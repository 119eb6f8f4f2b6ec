//! Genetic operators.
//!
//! Every operator rewrites the receiving program in place by building a new node
//! sequence from slices of its sources; no other program's storage is touched.
//! Spans always cover whole subtrees, so a valid input stays valid.

use crate::engines::generation::generator::TreeGenerator;
use crate::engines::generation::program::Program;
use crate::engines::generation::sampling::sample_subtree;
use crate::types::Node;
use rand::seq::IteratorRandom;
use rand::Rng;
use rand_distr::StandardNormal;

/// Operator applied to an offspring during a generation step.
#[derive(Debug, Clone, Copy, PartialEq, Eq)]
pub enum Operator {
    Crossover,
    SubtreeMutation,
    HoistMutation,
    PointMutation,
    Reproduction,
}

fn splice(target: &[Node], start: usize, end: usize, donor: &[Node]) -> Vec<Node> {
    let mut nodes = Vec::with_capacity(target.len() - (end - start) + donor.len());
    nodes.extend_from_slice(&target[..start]);
    nodes.extend_from_slice(donor);
    nodes.extend_from_slice(&target[end..]);
    nodes
}

impl Program {
    /// Replace a random subtree of `self` with a copy of a random subtree of `other`.
    pub fn crossover<R: Rng>(&mut self, other: &Program, rng: &mut R) {
        let (start, end) = sample_subtree(self.nodes(), rng);
        let (other_start, other_end) = sample_subtree(other.nodes(), rng);

        let nodes = splice(
            self.nodes(),
            start,
            end,
            &other.nodes()[other_start..other_end],
        );
        self.replace_nodes(nodes);
    }

    /// Crossover with freshly generated material.
    pub fn subtree_mutation<R: Rng>(&mut self, generator: &TreeGenerator, rng: &mut R) {
        let donor = generator.generate(rng);
        self.crossover(&donor, rng);
    }

    /// Replace a random subtree with one of its own subtrees. Never grows the program.
    pub fn hoist_mutation<R: Rng>(&mut self, rng: &mut R) {
        let (start, end) = sample_subtree(self.nodes(), rng);
        let subtree = &self.nodes()[start..end];
        let (sub_start, sub_end) = sample_subtree(subtree, rng);

        let nodes = splice(self.nodes(), start, end, &subtree[sub_start..sub_end]);
        self.replace_nodes(nodes);
    }

    /// Independently replace each node with probability `replacement_rate`.
    ///
    /// Functions are swapped for another function of the same arity; terminals are
    /// redrawn, with Gaussian jitter added to new constants. The length never changes.
    pub fn point_mutation<R: Rng>(
        &mut self,
        generator: &TreeGenerator,
        replacement_rate: f64,
        rng: &mut R,
    ) {
        let jitter = generator.config().constant_jitter;
        let mut changed = false;

        for node in self.nodes_mut() {
            if rng.gen::<f64>() >= replacement_rate {
                continue;
            }

            let replacement = match node {
                Node::Function(current) => {
                    let current_alias = current.alias().to_string();
                    generator
                        .functions_with_arity(current.arity())
                        .filter(|f| f.alias() != current_alias)
                        .choose(rng)
                        .map(|f| Node::Function(f.clone()))
                }
                _ => Some(match generator.random_terminal(rng) {
                    Node::Constant(value) if jitter > 0.0 => {
                        let noise: f64 = rng.sample(StandardNormal);
                        Node::Constant(value + noise * jitter)
                    }
                    terminal => terminal,
                }),
            };

            if let Some(replacement) = replacement {
                *node = replacement;
                changed = true;
            }
        }

        if changed {
            self.invalidate_fitness();
        }
    }
}

#[cfg(test)]
mod tests {
    use super::*;
    use crate::config::{GenerationMode, GeneratorConfig};
    use crate::functions::primitives::{Addition, Multiplication, Sine};
    use crate::functions::FunctionRegistry;
    use rand::rngs::StdRng;
    use rand::SeedableRng;
    use std::sync::Arc;

    fn generator() -> TreeGenerator {
        let functions = FunctionRegistry::new()
            .function_set(&["add", "sub", "mul", "div", "sin", "cos"])
            .unwrap();
        let config = GeneratorConfig {
            max_depth: 4,
            num_features: 2,
            constants: vec![-1.0, 1.0],
            mode: GenerationMode::RampedHalfAndHalf,
            constant_jitter: 0.5,
        };
        TreeGenerator::new(functions, config).unwrap()
    }

    fn sample() -> Program {
        Program::new(vec![
            Node::Function(Arc::new(Addition)),
            Node::Input(0),
            Node::Function(Arc::new(Multiplication)),
            Node::Constant(2.0),
            Node::Input(1),
        ])
    }

    #[test]
    fn test_crossover_keeps_validity_and_leaves_donor_untouched() {
        let mut rng = StdRng::seed_from_u64(21);
        let generator = generator();
        for _ in 0..200 {
            let mut a = generator.generate(&mut rng);
            let b = generator.generate(&mut rng);
            let donor_before = b.nodes().to_vec();
            a.crossover(&b, &mut rng);
            assert!(a.is_valid(), "invalid offspring: {}", a);
            assert_eq!(b.nodes(), donor_before.as_slice());
        }
    }

    fn spliced(target: &[Node], start: usize, end: usize, donor: &[Node]) -> Vec<Node> {
        let mut nodes = target[..start].to_vec();
        nodes.extend_from_slice(donor);
        nodes.extend_from_slice(&target[end..]);
        nodes
    }

    #[test]
    fn test_crossover_splices_recorded_donor_span() {
        let generator = generator();
        let donor = Program::new(vec![Node::Function(Arc::new(Sine)), Node::Constant(9.0)]);
        for seed in 0..100 {
            let mut rng = StdRng::seed_from_u64(seed);
            let mut program = generator.generate(&mut rng);
            let before = program.nodes().to_vec();

            let mut replay = rng.clone();
            let (start, end) = sample_subtree(&before, &mut replay);
            let (donor_start, donor_end) = sample_subtree(donor.nodes(), &mut replay);

            program.crossover(&donor, &mut rng);
            let expected = spliced(&before, start, end, &donor.nodes()[donor_start..donor_end]);
            assert_eq!(program.nodes(), expected.as_slice());
            assert!(program.nodes().contains(&Node::Constant(9.0)));
        }
    }

    #[test]
    fn test_subtree_mutation_splices_generated_material() {
        let generator = generator();
        for seed in 0..100 {
            let mut rng = StdRng::seed_from_u64(seed);
            let mut program = generator.generate(&mut rng);
            let before = program.nodes().to_vec();

            let mut replay = rng.clone();
            let fresh = generator.generate(&mut replay);
            let (start, end) = sample_subtree(&before, &mut replay);
            let (fresh_start, fresh_end) = sample_subtree(fresh.nodes(), &mut replay);

            program.subtree_mutation(&generator, &mut rng);
            let expected = spliced(&before, start, end, &fresh.nodes()[fresh_start..fresh_end]);
            assert_eq!(program.nodes(), expected.as_slice());
        }
    }

    #[test]
    fn test_hoist_mutation_lifts_inner_subtree() {
        let generator = generator();
        let mut shrunk = 0;
        for seed in 0..100 {
            let mut rng = StdRng::seed_from_u64(seed);
            let mut program = generator.generate(&mut rng);
            let before = program.nodes().to_vec();

            let mut replay = rng.clone();
            let (start, end) = sample_subtree(&before, &mut replay);
            let subtree = &before[start..end];
            let (inner_start, inner_end) = sample_subtree(subtree, &mut replay);

            program.hoist_mutation(&mut rng);
            let expected = spliced(&before, start, end, &subtree[inner_start..inner_end]);
            assert_eq!(program.nodes(), expected.as_slice());

            if inner_end - inner_start < end - start {
                assert!(program.len() < before.len());
                shrunk += 1;
            }
        }
        assert!(shrunk > 0, "hoist never lifted a proper subtree");
    }

    #[test]
    fn test_crossover_resets_fitness() {
        let mut rng = StdRng::seed_from_u64(2);
        let mut a = sample();
        a.set_fitness(1.0);
        a.crossover(&sample(), &mut rng);
        assert!(!a.is_evaluated());
    }

    #[test]
    fn test_subtree_mutation_keeps_validity() {
        let mut rng = StdRng::seed_from_u64(22);
        let generator = generator();
        for _ in 0..200 {
            let mut program = generator.generate(&mut rng);
            program.subtree_mutation(&generator, &mut rng);
            assert!(program.is_valid());
        }
    }

    #[test]
    fn test_hoist_mutation_never_grows() {
        let mut rng = StdRng::seed_from_u64(23);
        let generator = generator();
        for _ in 0..200 {
            let mut program = generator.generate(&mut rng);
            let before = program.len();
            program.hoist_mutation(&mut rng);
            assert!(program.is_valid());
            assert!(program.len() <= before);
        }
    }

    #[test]
    fn test_point_mutation_preserves_length_and_validity() {
        let mut rng = StdRng::seed_from_u64(24);
        let generator = generator();
        for _ in 0..200 {
            let mut program = generator.generate(&mut rng);
            let before = program.len();
            program.point_mutation(&generator, 0.5, &mut rng);
            assert!(program.is_valid());
            assert_eq!(program.len(), before);
        }
    }

    #[test]
    fn test_point_mutation_with_zero_rate_is_identity() {
        let mut rng = StdRng::seed_from_u64(25);
        let generator = generator();
        let mut program = generator.generate(&mut rng);
        program.set_fitness(3.0);
        let before = program.nodes().to_vec();
        program.point_mutation(&generator, 0.0, &mut rng);
        assert_eq!(program.nodes(), before.as_slice());
        assert!(program.is_evaluated());
    }

    #[test]
    fn test_point_mutation_swaps_function_for_same_arity() {
        let mut rng = StdRng::seed_from_u64(26);
        let generator = generator();
        let mut program = sample();
        program.point_mutation(&generator, 1.0, &mut rng);
        let nodes = program.nodes();
        assert_eq!(nodes[0].arity(), 2);
        assert_ne!(nodes[0], Node::Function(Arc::new(Addition)));
        assert_eq!(nodes[2].arity(), 2);
        assert_ne!(nodes[2], Node::Function(Arc::new(Multiplication)));
    }
}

AIM OF THE TASK: Throughout the material above, find every line holding "alias" and copy it.

WRITTEN SOLUTION:
                    let current_alias = current.alias().to_string();
                        .filter(|f| f.alias() != current_alias)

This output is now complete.